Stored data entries
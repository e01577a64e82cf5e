//! Byte-oriented media toolchain used by the job bodies.
//!
//! Each call gets its own scratch directory under the configured work dir,
//! removed when the call returns, so nothing is left behind on failure.

use async_trait::async_trait;
use std::path::Path;
use tempfile::TempDir;
use tracing::debug;
use vtask_models::SubtitleOptions;

use crate::config::MediaConfig;
use crate::error::MediaResult;
use crate::{audio, download, subtitles, transcribe};

/// Output container of a produced video.
#[derive(Debug, Clone, Copy, PartialEq, Eq)]
pub enum Container {
    Mp4,
    Matroska,
}

impl Container {
    pub fn extension(&self) -> &'static str {
        match self {
            Container::Mp4 => "mp4",
            Container::Matroska => "mkv",
        }
    }

    pub fn content_type(&self) -> &'static str {
        match self {
            Container::Mp4 => "video/mp4",
            Container::Matroska => "video/x-matroska",
        }
    }
}

/// Video bytes together with their container.
#[derive(Debug, Clone)]
pub struct VideoArtifact {
    pub data: Vec<u8>,
    pub container: Container,
}

/// External media tools as seen by the pipelines.
#[async_trait]
pub trait MediaToolchain: Send + Sync {
    /// Download `[start_secs, end_secs]` of a remote video as MP4.
    async fn download_section(&self, url: &str, start_secs: f64, end_secs: f64) -> MediaResult<VideoArtifact>;

    /// Mono 16 kHz PCM WAV of the video's audio track.
    async fn extract_audio(&self, video: &[u8]) -> MediaResult<Vec<u8>>;

    /// SRT transcript of a WAV file in `language`.
    async fn transcribe(&self, audio: &[u8], language: &str) -> MediaResult<String>;

    /// Burn or mux SRT subtitles into the video.
    async fn burn_or_mux(&self, video: &[u8], srt: &str, options: &SubtitleOptions) -> MediaResult<VideoArtifact>;

    /// Burn an ASS script into the video, re-encoding to MP4.
    async fn burn_ass(&self, video: &[u8], ass_script: &[u8]) -> MediaResult<VideoArtifact>;
}

/// [`MediaToolchain`] backed by FFmpeg, yt-dlp and whisper.cpp.
#[derive(Debug, Clone)]
pub struct FfmpegToolchain {
    config: MediaConfig,
}

impl FfmpegToolchain {
    pub fn new(config: MediaConfig) -> Self {
        Self { config }
    }

    pub fn config(&self) -> &MediaConfig {
        &self.config
    }

    async fn scratch(&self) -> MediaResult<TempDir> {
        tokio::fs::create_dir_all(&self.config.work_dir).await?;
        let dir = tempfile::Builder::new()
            .prefix("vtask-")
            .tempdir_in(&self.config.work_dir)?;
        debug!(path = %dir.path().display(), "Created scratch directory");
        Ok(dir)
    }
}

async fn write_input(scratch: &Path, name: &str, bytes: &[u8]) -> MediaResult<std::path::PathBuf> {
    let path = scratch.join(name);
    tokio::fs::write(&path, bytes).await?;
    Ok(path)
}

#[async_trait]
impl MediaToolchain for FfmpegToolchain {
    async fn download_section(&self, url: &str, start_secs: f64, end_secs: f64) -> MediaResult<VideoArtifact> {
        let scratch = self.scratch().await?;
        let path = download::download_section(&self.config, url, start_secs, end_secs, scratch.path()).await?;
        Ok(VideoArtifact {
            data: tokio::fs::read(path).await?,
            container: Container::Mp4,
        })
    }

    async fn extract_audio(&self, video: &[u8]) -> MediaResult<Vec<u8>> {
        let scratch = self.scratch().await?;
        let input = write_input(scratch.path(), "input-video", video).await?;
        let wav = audio::extract_audio(&self.config, &input, scratch.path()).await?;
        Ok(tokio::fs::read(wav).await?)
    }

    async fn transcribe(&self, audio: &[u8], language: &str) -> MediaResult<String> {
        let scratch = self.scratch().await?;
        let input = write_input(scratch.path(), "audio.wav", audio).await?;
        transcribe::transcribe(&self.config, &input, language, scratch.path()).await
    }

    async fn burn_or_mux(&self, video: &[u8], srt: &str, options: &SubtitleOptions) -> MediaResult<VideoArtifact> {
        let scratch = self.scratch().await?;
        let input = write_input(scratch.path(), "input-video", video).await?;
        let (output, container) = subtitles::burn_or_mux(&self.config, &input, srt, options, scratch.path()).await?;
        Ok(VideoArtifact {
            data: tokio::fs::read(output).await?,
            container,
        })
    }

    async fn burn_ass(&self, video: &[u8], ass_script: &[u8]) -> MediaResult<VideoArtifact> {
        let scratch = self.scratch().await?;
        let input = write_input(scratch.path(), "input-video", video).await?;
        let output = subtitles::burn_ass(&self.config, &input, ass_script, scratch.path()).await?;
        Ok(VideoArtifact {
            data: tokio::fs::read(output).await?,
            container: Container::Mp4,
        })
    }
}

> PROBLEM TO WORK ON
Retype all the records, matching them exactly.

> EXPECTED ANSWER
repository e01577a64e82cf5e
//! Byte-oriented media toolchain used by the job bodies.
//!
//! Each call gets its own scratch directory under the configured work dir,
//! removed when the call returns, so nothing is left behind on failure.

use async_trait::async_trait;
use std::path::Path;
use tempfile::TempDir;
use tracing::debug;
use vtask_models::SubtitleOptions;

use crate::config::MediaConfig;
use crate::error::MediaResult;
use crate::{audio, download, subtitles, transcribe};

/// Output container of a produced video.
#[derive(Debug, Clone, Copy, PartialEq, Eq)]
pub enum Container {
    Mp4,
    Matroska,
}

impl Container {
    pub fn extension(&self) -> &'static str {
        match self {
            Container::Mp4 => "mp4",
            Container::Matroska => "mkv",
        }
    }

    pub fn content_type(&self) -> &'static str {
        match self {
            Container::Mp4 => "video/mp4",
            Container::Matroska => "video/x-matroska",
        }
    }
}

/// Video bytes together with their container.
#[derive(Debug, Clone)]
pub struct VideoArtifact {
    pub data: Vec<u8>,
    pub container: Container,
}

/// External media tools as seen by the pipelines.
#[async_trait]
pub trait MediaToolchain: Send + Sync {
    /// Download `[start_secs, end_secs]` of a remote video as MP4.
    async fn download_section(&self, url: &str, start_secs: f64, end_secs: f64) -> MediaResult<VideoArtifact>;

    /// Mono 16 kHz PCM WAV of the video's audio track.
    async fn extract_audio(&self, video: &[u8]) -> MediaResult<Vec<u8>>;

    /// SRT transcript of a WAV file in `language`.
    async fn transcribe(&self, audio: &[u8], language: &str) -> MediaResult<String>;

    /// Burn or mux SRT subtitles into the video.
    async fn burn_or_mux(&self, video: &[u8], srt: &str, options: &SubtitleOptions) -> MediaResult<VideoArtifact>;

    /// Burn an ASS script into the video, re-encoding to MP4.
    async fn burn_ass(&self, video: &[u8], ass_script: &[u8]) -> MediaResult<VideoArtifact>;
}

/// [`MediaToolchain`] backed by FFmpeg, yt-dlp and whisper.cpp.
#[derive(Debug, Clone)]
pub struct FfmpegToolchain {
    config: MediaConfig,
}

impl FfmpegToolchain {
    pub fn new(config: MediaConfig) -> Self {
        Self { config }
    }

    pub fn config(&self) -> &MediaConfig {
        &self.config
    }

    async fn scratch(&self) -> MediaResult<TempDir> {
        tokio::fs::create_dir_all(&self.config.work_dir).await?;
        let dir = tempfile::Builder::new()
            .prefix("vtask-")
            .tempdir_in(&self.config.work_dir)?;
        debug!(path = %dir.path().display(), "Created scratch directory");
        Ok(dir)
    }
}

async fn write_input(scratch: &Path, name: &str, bytes: &[u8]) -> MediaResult<std::path::PathBuf> {
    let path = scratch.join(name);
    tokio::fs::write(&path, bytes).await?;
    Ok(path)
}

#[async_trait]
impl MediaToolchain for FfmpegToolchain {
    async fn download_section(&self, url: &str, start_secs: f64, end_secs: f64) -> MediaResult<VideoArtifact> {
        let scratch = self.scratch().await?;
        let path = download::download_section(&self.config, url, start_secs, end_secs, scratch.path()).await?;
        Ok(VideoArtifact {
            data: tokio::fs::read(path).await?,
            container: Container::Mp4,
        })
    }

    async fn extract_audio(&self, video: &[u8]) -> MediaResult<Vec<u8>> {
        let scratch = self.scratch().await?;
        let input = write_input(scratch.path(), "input-video", video).await?;
        let wav = audio::extract_audio(&self.config, &input, scratch.path()).await?;
        Ok(tokio::fs::read(wav).await?)
    }

    async fn transcribe(&self, audio: &[u8], language: &str) -> MediaResult<String> {
        let scratch = self.scratch().await?;
        let input = write_input(scratch.path(), "audio.wav", audio).await?;
        transcribe::transcribe(&self.config, &input, language, scratch.path()).await
    }

    async fn burn_or_mux(&self, video: &[u8], srt: &str, options: &SubtitleOptions) -> MediaResult<VideoArtifact> {
        let scratch = self.scratch().await?;
        let input = write_input(scratch.path(), "input-video", video).await?;
        let (output, container) = subtitles::burn_or_mux(&self.config, &input, srt, options, scratch.path()).await?;
        Ok(VideoArtifact {
            data: tokio::fs::read(output).await?,
            container,
        })
    }

    async fn burn_ass(&self, video: &[u8], ass_script: &[u8]) -> MediaResult<VideoArtifact> {
        let scratch = self.scratch().await?;
        let input = write_input(scratch.path(), "input-video", video).await?;
        let output = subtitles::burn_ass(&self.config, &input, ass_script, scratch.path()).await?;
        Ok(VideoArtifact {
            data: tokio::fs::read(output).await?,
            container: Container::Mp4,
        })
    }
}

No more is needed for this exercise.